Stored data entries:
++++++++++
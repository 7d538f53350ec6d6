use utoipa::OpenApi;

#[derive(OpenApi)]
#[openapi(
    info(
        title = "User Service API",
        version = "1.0.0",
        description = "CRUD API for users stored in MongoDB.\n\n**Features:**\n- Create, read, partial update and delete users\n- Listing with filters (minAge, role, q), sorting and pagination\n- Health monitoring"
    ),
    paths(
        // Users
        crate::api::users::create_user,
        crate::api::users::list_users,
        crate::api::users::get_user,
        crate::api::users::update_user,
        crate::api::users::delete_user,

        // Health
        crate::api::health::health_check,
    ),
    components(
        schemas(
            crate::models::UserResponse,
            crate::models::Address,
            crate::models::CreateUserRequest,
            crate::models::UpdateUserRequest,
            crate::models::DeleteUserResponse,
            crate::utils::error::ErrorResponse,
            crate::api::health::HealthResponse,
        )
    ),
    tags(
        (name = "Users", description = "User resource: create, list, fetch, patch and delete."),
        (name = "Health", description = "Health check including a database ping."),
    )
)]
pub struct ApiDoc;

#[cfg(test)]
mod tests {
    use super::*;

    #[test]
    fn test_openapi_lists_user_routes() {
        let doc = ApiDoc::openapi();
        let paths = &doc.paths.paths;
        assert!(paths.contains_key("/users"));
        assert!(paths.contains_key("/users/{id}"));
        assert!(paths.contains_key("/health"));
    }
}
++++++++++
Work item. For the records above, restate every line word for word.

Problem solution.
repository 7d538f53350ec6d6
use utoipa::OpenApi;

#[derive(OpenApi)]
#[openapi(
    info(
        title = "User Service API",
        version = "1.0.0",
        description = "CRUD API for users stored in MongoDB.\n\n**Features:**\n- Create, read, partial update and delete users\n- Listing with filters (minAge, role, q), sorting and pagination\n- Health monitoring"
    ),
    paths(
        // Users
        crate::api::users::create_user,
        crate::api::users::list_users,
        crate::api::users::get_user,
        crate::api::users::update_user,
        crate::api::users::delete_user,

        // Health
        crate::api::health::health_check,
    ),
    components(
        schemas(
            crate::models::UserResponse,
            crate::models::Address,
            crate::models::CreateUserRequest,
            crate::models::UpdateUserRequest,
            crate::models::DeleteUserResponse,
            crate::utils::error::ErrorResponse,
            crate::api::health::HealthResponse,
        )
    ),
    tags(
        (name = "Users", description = "User resource: create, list, fetch, patch and delete."),
        (name = "Health", description = "Health check including a database ping."),
    )
)]
pub struct ApiDoc;

#[cfg(test)]
mod tests {
    use super::*;

    #[test]
    fn test_openapi_lists_user_routes() {
        let doc = ApiDoc::openapi();
        let paths = &doc.paths.paths;
        assert!(paths.contains_key("/users"));
        assert!(paths.contains_key("/users/{id}"));
        assert!(paths.contains_key("/health"));
    }
}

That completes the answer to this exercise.